Elon Musk fighting Mark Zuckerberg is the one idea from either of them that I would actually spend money on - but why stop there?


With Twitter owner Elon Musk busy inventing new "slurs" and Meta dude Mark Zuckerberg busy reminding us that he is, in fact, a real boy, we're surprised the less-than-dynamic duo would have the time to get into a metaphorical d**k-measuring contest on social media. HA-HA-HA-HA-HA! We're joking! Of course, they can find the time! To paraphrase Jeff Goldblum from Jurassic Park, "Ego finds a way." After Musk responded, "I'm up for a cage match if he is," in a Twitter thread that was making fun of Zuckerberg for showing off his jiu-jitsu skills, Facebook's own "Steven Seagal" posted a screenshot of Musk's tweet on his Instagram Stories feed with a caption that read, "Send Me Location." Musk responded that he wanted the match in Vegas before adding a line that we're quite sure could be applied to many aspects of Musk's life – business and personal: "I have this great move that I call 'The Walrus' where I just lie on top of my opponent & do nothing." Sometimes, the jokes are too easy.

Musk vs. Zuckerberg? Finally, Something From Them We'd Pay For
Image: Comedy Central Screencap, SNL Screencap

But with all of that said, we fully endorse the idea of narcissistic billionaires beating the collective shit out of one another – it would be the first thing that either Musk or Zuckerberg created that I would be willing to spend money on. But two stipulations. First, all proceeds would need to go to organizations supporting & protecting transgender teens. The world's tough enough for them without them having to be the targets of bored billionaires. Second, we need to find a way to bring "Stone Cold" Steve Austin from WrestleMania XX forward in time from 2004 to the present day to ref the match. Because that way, no matter who "wins"? Everyone gets a stunner, Stone Cold gets to pop a few fresh ones, and the viewers are presented with a rare "happily ever after" moment.

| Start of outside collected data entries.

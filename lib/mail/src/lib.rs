pub mod error;
pub mod smtp;

pub use error::MailError;
pub use smtp::{SmtpConfig, SmtpMailer};

/// Mailer provides synchronous delivery of a subject/body/recipient triple.
///
/// The notification dispatcher holds an `Arc<dyn Mailer>` so tests can
/// swap in a recording fake. A send either succeeds or returns an error;
/// there is no retry or queueing at this layer.
pub trait Mailer: Send + Sync {
    /// Send one message. Blocks until the transport accepts or rejects it.
    fn send(&self, to: &str, subject: &str, body: &str) -> Result<(), MailError>;
}
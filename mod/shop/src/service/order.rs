use robostore_core::{ListParams, ListResult, ServiceError, new_id, now_stamp};
use robostore_sql::Value;

use crate::model::{Order, OrderWithCustomer};

use super::ShopService;

impl ShopService {
    /// Create a standing request for a robot serial.
    ///
    /// The serial need not match any existing robot — matching happens
    /// later, when a robot with that serial is created.
    pub fn create_order(
        &self,
        customer_id: String,
        robot_serial: String,
    ) -> Result<Order, ServiceError> {
        if robot_serial.is_empty() {
            return Err(ServiceError::Validation("robot serial must not be empty".into()));
        }

        // The order owns a reference to the customer; refuse dangling ones.
        if self.get_customer(&customer_id).is_err() {
            return Err(ServiceError::Validation(format!(
                "customer '{customer_id}' does not exist"
            )));
        }

        let record = Order {
            id: new_id(),
            customer_id: customer_id.clone(),
            robot_serial: robot_serial.clone(),
            created_at: Some(now_stamp()),
        };

        self.insert_record(
            "orders",
            &record.id,
            &record,
            &[
                ("customer_id", Value::Text(customer_id)),
                ("robot_serial", Value::Text(robot_serial)),
                ("created_at", Value::Text(record.created_at.clone().unwrap_or_default())),
            ],
        )?;

        Ok(record)
    }

    /// List orders with the customer email preloaded via a join.
    pub fn list_orders(
        &self,
        params: &ListParams,
    ) -> Result<ListResult<OrderWithCustomer>, ServiceError> {
        let total = self.count_records("orders", &[])? as usize;

        let limit = params.limit.min(500);
        let rows = self
            .sql
            .query(
                "SELECT o.data AS data, c.email AS email
                 FROM orders o JOIN customers c ON c.id = o.customer_id
                 ORDER BY o.created_at DESC, o.id LIMIT ?1 OFFSET ?2",
                &[
                    Value::Integer(limit as i64),
                    Value::Integer(params.offset as i64),
                ],
            )
            .map_err(|e| ServiceError::Storage(e.to_string()))?;

        let mut items = Vec::with_capacity(rows.len());
        for row in &rows {
            let data = row
                .get_str("data")
                .ok_or_else(|| ServiceError::Internal("missing data column".into()))?;
            let order: Order =
                serde_json::from_str(data).map_err(|e| ServiceError::Internal(e.to_string()))?;
            let email = row
                .get_str("email")
                .ok_or_else(|| ServiceError::Internal("missing email column".into()))?;
            items.push(OrderWithCustomer {
                id: order.id,
                customer_id: order.customer_id,
                customer_email: email.to_string(),
                robot_serial: order.robot_serial,
                created_at: order.created_at,
            });
        }

        Ok(ListResult { items, total })
    }
}
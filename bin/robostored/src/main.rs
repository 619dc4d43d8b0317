//! `robostored` — the robostore server binary.
//!
//! Usage:
//!   robostored -c <context-name-or-path> [--listen <addr>]
//!
//! The context name resolves to `/etc/robostore/<name>.toml`.
//! If a path with `/` or `.` is given, it's used directly.

mod config;
mod routes;

use std::sync::Arc;

use clap::Parser;
use robostore_core::Module;
use tracing::info;

use config::ServerConfig;

/// Robostore server.
#[derive(Parser, Debug)]
#[command(name = "robostored", about = "Robostore server")]
struct Cli {
    /// Context name or path to config file.
    #[arg(short = 'c', long = "config", required = true)]
    config: String,

    /// Listen address (overrides default 0.0.0.0:8080).
    #[arg(long = "listen", default_value = "0.0.0.0:8080")]
    listen: String,
}

#[tokio::main]
async fn main() -> anyhow::Result<()> {
    // Initialize logging.
    tracing_subscriber::fmt()
        .with_env_filter(
            tracing_subscriber::EnvFilter::try_from_default_env()
                .unwrap_or_else(|_| "info".into()),
        )
        .init();

    let cli = Cli::parse();

    // Load server configuration.
    let config_path = ServerConfig::resolve_path(&cli.config);
    info!("Loading configuration from {}", config_path.display());
    let server_config = ServerConfig::load(&config_path)?;

    // Initialize storage.
    let data_dir = std::path::PathBuf::from(&server_config.storage.data_dir);
    std::fs::create_dir_all(&data_dir)?;

    let core_config = robostore_core::ServiceConfig {
        data_dir: Some(data_dir.clone()),
        listen: cli.listen.clone(),
        ..Default::default()
    };

    let sql: Box<dyn robostore_sql::SQLStore> = Box::new(
        robostore_sql::SqliteStore::open(&core_config.resolve_sqlite_path())
            .map_err(|e| anyhow::anyhow!("failed to open SQL store: {}", e))?,
    );

    // Outbound email transport.
    let mailer: Arc<dyn robostore_mail::Mailer> = Arc::new(
        robostore_mail::SmtpMailer::new(&server_config.smtp)
            .map_err(|e| anyhow::anyhow!("failed to build mailer: {}", e))?,
    );

    // Business module.
    let shop_service = shop::service::ShopService::new(sql, mailer)
        .map_err(|e| anyhow::anyhow!("failed to initialize shop service: {}", e))?;
    let shop_module = shop::ShopModule::new(shop_service);
    info!("Shop module initialized");

    let module_routes = vec![(shop_module.name(), shop_module.routes())];

    // Build router.
    let app = routes::build_router(module_routes);

    // Start server.
    let listener = tokio::net::TcpListener::bind(&cli.listen).await?;
    info!("Robostore server listening on {}", cli.listen);
    axum::serve(listener, app).await?;

    Ok(())
}
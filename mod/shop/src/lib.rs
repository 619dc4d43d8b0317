pub mod api;
pub mod model;
pub mod notify;
pub mod service;

use std::sync::Arc;

use axum::Router;
use robostore_core::Module;

use service::ShopService;

/// Shop Module — customers, robots, orders.
pub struct ShopModule {
    service: Arc<ShopService>,
}

impl ShopModule {
    pub fn new(service: ShopService) -> Self {
        Self {
            service: Arc::new(service),
        }
    }
}

impl Module for ShopModule {
    fn name(&self) -> &str {
        "shop"
    }

    fn routes(&self) -> Router {
        api::router(self.service.clone())
    }
}
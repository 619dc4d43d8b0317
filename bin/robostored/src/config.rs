use std::path::{Path, PathBuf};

use serde::Deserialize;

use robostore_mail::SmtpConfig;

/// Server configuration, loaded from a TOML file.
///
/// ```toml
/// [storage]
/// data_dir = "/var/lib/robostore"
///
/// [smtp]
/// host = "smtp.example.com"
/// port = 587
/// from = "from@example.com"
/// ```
#[derive(Debug, Clone, Default, Deserialize)]
pub struct ServerConfig {
    #[serde(default)]
    pub storage: StorageConfig,

    #[serde(default)]
    pub smtp: SmtpConfig,
}

#[derive(Debug, Clone, Deserialize)]
pub struct StorageConfig {
    #[serde(default = "default_data_dir")]
    pub data_dir: String,
}

fn default_data_dir() -> String {
    "data".into()
}

impl Default for StorageConfig {
    fn default() -> Self {
        Self {
            data_dir: default_data_dir(),
        }
    }
}

impl ServerConfig {
    /// Resolve a context name to a config path.
    ///
    /// A bare name maps to `/etc/robostore/<name>.toml`; anything
    /// containing `/` or `.` is used as a path directly.
    pub fn resolve_path(name_or_path: &str) -> PathBuf {
        if name_or_path.contains('/') || name_or_path.contains('.') {
            PathBuf::from(name_or_path)
        } else {
            PathBuf::from(format!("/etc/robostore/{name_or_path}.toml"))
        }
    }

    /// Load and parse the config file.
    pub fn load(path: &Path) -> anyhow::Result<Self> {
        let text = std::fs::read_to_string(path)
            .map_err(|e| anyhow::anyhow!("cannot read {}: {}", path.display(), e))?;
        let config: ServerConfig = toml::from_str(&text)?;
        config.verify()?;
        Ok(config)
    }

    fn verify(&self) -> anyhow::Result<()> {
        if self.storage.data_dir.is_empty() {
            anyhow::bail!("storage.data_dir is empty in configuration");
        }
        if self.smtp.from.is_empty() {
            anyhow::bail!("smtp.from is empty in configuration");
        }
        Ok(())
    }
}

#[cfg(test)]
mod tests {
    use super::*;

    #[test]
    fn resolve_bare_name_to_etc() {
        assert_eq!(
            ServerConfig::resolve_path("prod"),
            PathBuf::from("/etc/robostore/prod.toml")
        );
        assert_eq!(
            ServerConfig::resolve_path("./local.toml"),
            PathBuf::from("./local.toml")
        );
    }

    #[test]
    fn parse_minimal_config() {
        let config: ServerConfig = toml::from_str(
            r#"
            [storage]
            data_dir = "/tmp/robostore"

            [smtp]
            host = "smtp.example.com"
            port = 2525
            "#,
        )
        .unwrap();
        assert_eq!(config.storage.data_dir, "/tmp/robostore");
        assert_eq!(config.smtp.port, 2525);
        assert_eq!(config.smtp.from, "from@example.com");
    }

    #[test]
    fn empty_file_uses_defaults() {
        let config: ServerConfig = toml::from_str("").unwrap();
        assert_eq!(config.storage.data_dir, "data");
        assert_eq!(config.smtp.host, "localhost");
    }

    #[test]
    fn load_roundtrip() {
        let dir = tempfile::tempdir().unwrap();
        let path = dir.path().join("server.toml");
        std::fs::write(&path, "[storage]\ndata_dir = \"/tmp/x\"\n").unwrap();
        let config = ServerConfig::load(&path).unwrap();
        assert_eq!(config.storage.data_dir, "/tmp/x");
    }
}
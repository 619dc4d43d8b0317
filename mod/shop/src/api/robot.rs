use axum::{
    Form, Json, Router,
    extract::{State, rejection::JsonRejection},
    http::StatusCode,
    response::Redirect,
    routing::post,
};
use serde::Deserialize;
use tracing::info;

use robostore_core::now_stamp;

use super::{ApiError, AppState};

pub fn routes() -> Router<AppState> {
    Router::new()
        .route("/robots", post(create_robot).get(super::export::list_robots))
        .route("/robots/form", post(create_robot_form))
}

/// JSON API intake.
///
/// Body: `{"model": "...", "version": "...", "created": "YYYY-MM-DD HH:MM:SS"}`.
/// Distinct 400s for malformed JSON, invalid model, and invalid date;
/// 201 with a success message otherwise. Missing string fields fall
/// through to the corresponding validation error.
async fn create_robot(
    State(svc): State<AppState>,
    body: Result<Json<serde_json::Value>, JsonRejection>,
) -> Result<(StatusCode, Json<serde_json::Value>), ApiError> {
    let Json(data) = body.map_err(|_| ApiError {
        code: 400,
        message: "Invalid JSON.".into(),
    })?;
    info!(payload = %data, "received robot intake payload");

    let model = data.get("model").and_then(|v| v.as_str()).unwrap_or_default();
    let version = data.get("version").and_then(|v| v.as_str()).unwrap_or_default();
    let created = data.get("created").and_then(|v| v.as_str()).unwrap_or_default();

    svc.create_robot(model, version, created)?;

    Ok((
        StatusCode::CREATED,
        Json(serde_json::json!({"message": "Robot created successfully."})),
    ))
}

#[derive(Deserialize)]
struct RobotForm {
    model: String,
    version: String,
    #[serde(default)]
    created: Option<String>,
}

/// Form intake. `created` is optional and defaults to now; when given
/// it must be in the wire format. Redirects to the robot list on
/// success.
async fn create_robot_form(
    State(svc): State<AppState>,
    Form(form): Form<RobotForm>,
) -> Result<Redirect, ApiError> {
    let created = match form.created.as_deref() {
        Some(s) if !s.is_empty() => s.to_string(),
        _ => now_stamp(),
    };

    svc.create_robot(&form.model, &form.version, &created)?;

    Ok(Redirect::to("/shop/v1/robots"))
}
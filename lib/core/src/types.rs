use serde::{Deserialize, Serialize};

/// Wire format for all timestamps: `2024-01-15 09:30:00`.
///
/// Both the robot intake API and the JSON export use this exact format;
/// it sorts lexicographically, so stored stamps can be compared as text.
pub const STAMP_FORMAT: &str = "%Y-%m-%d %H:%M:%S";

/// Parameters for list/query operations.
#[derive(Debug, Clone, Deserialize)]
pub struct ListParams {
    /// Maximum number of results to return.
    #[serde(default = "default_limit")]
    pub limit: usize,

    /// Offset for pagination.
    #[serde(default)]
    pub offset: usize,
}

fn default_limit() -> usize {
    50
}

impl Default for ListParams {
    fn default() -> Self {
        Self {
            limit: default_limit(),
            offset: 0,
        }
    }
}

/// Result wrapper for list operations.
#[derive(Debug, Clone, Serialize)]
pub struct ListResult<T: Serialize> {
    pub items: Vec<T>,
    pub total: usize,
}

/// Generate a new random ID (UUIDv4, no dashes).
pub fn new_id() -> String {
    uuid::Uuid::new_v4().to_string().replace('-', "")
}

/// Current UTC time in the wire stamp format.
pub fn now_stamp() -> String {
    chrono::Utc::now().format(STAMP_FORMAT).to_string()
}

/// Parse a wire-format stamp. Rejects anything not matching
/// [`STAMP_FORMAT`] exactly.
pub fn parse_stamp(s: &str) -> Result<chrono::NaiveDateTime, chrono::ParseError> {
    chrono::NaiveDateTime::parse_from_str(s, STAMP_FORMAT)
}
//! Notification dispatcher — bridges robot creation to customer emails.
//!
//! When a robot is persisted for the first time, every order whose
//! requested serial equals the robot's serial gets one email. There is
//! no queue and no retry: sends run synchronously in query order, and a
//! transport failure aborts the remainder of the batch.

use tracing::{info, warn};

use robostore_core::ServiceError;
use robostore_sql::Value;

use crate::model::Robot;
use crate::service::ShopService;

/// Subject line, interpolated with model and version.
fn subject_for(robot: &Robot) -> String {
    format!("{}-{} снова в наличие!", robot.model, robot.version)
}

/// Message body, interpolated with model and version.
fn body_for(robot: &Robot) -> String {
    format!(
        "Добрый день!\nНедавно вы интересовались нашим роботом модели {}, версии {}. \
         Этот робот теперь в наличии. Если вам подходит этот вариант - пожалуйста, \
         свяжитесь с нами.",
        robot.model, robot.version
    )
}

impl ShopService {
    /// Notify every customer whose order requests `robot.serial`.
    ///
    /// `created` distinguishes first-time persistence from a re-save;
    /// only the former notifies. The serial comparison is exact and
    /// case-sensitive. A customer with two matching orders receives
    /// two separate emails.
    ///
    /// A [`ServiceError::Mail`] from the transport propagates to the
    /// caller and abandons the remaining sends in the batch.
    pub fn notify_matching_orders(
        &self,
        robot: &Robot,
        created: bool,
    ) -> Result<(), ServiceError> {
        if !created {
            return Ok(());
        }

        let rows = self
            .sql
            .query(
                "SELECT c.email AS email
                 FROM orders o JOIN customers c ON c.id = o.customer_id
                 WHERE o.robot_serial = ?1",
                &[Value::Text(robot.serial.clone())],
            )
            .map_err(|e| ServiceError::Storage(e.to_string()))?;

        if rows.is_empty() {
            return Ok(());
        }

        info!(
            serial = %robot.serial,
            matches = rows.len(),
            "notifying customers with pending orders"
        );

        let subject = subject_for(robot);
        let body = body_for(robot);

        for row in &rows {
            let email = row
                .get_str("email")
                .ok_or_else(|| ServiceError::Internal("missing email column".into()))?;
            self.mailer.send(email, &subject, &body).map_err(|e| {
                warn!(to = email, serial = %robot.serial, error = %e, "notification send failed");
                ServiceError::Mail(e.to_string())
            })?;
        }

        Ok(())
    }
}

But why stop there? Not when we have these other potential matches just waiting to be booked?

"Soul on a Pole" Mixed Gender Tag Match: Twitter CEO Linda Yaccarino teams with Warner Bros. Discovery CEO David Zaslav to take on Musk and his tag-team partner… J.K. Rowling! What's at stake" Only the metaphorical souls that Yaccarino & Zaslav sold getting into business with Musk & Rowling – but now they have a chance to get them back!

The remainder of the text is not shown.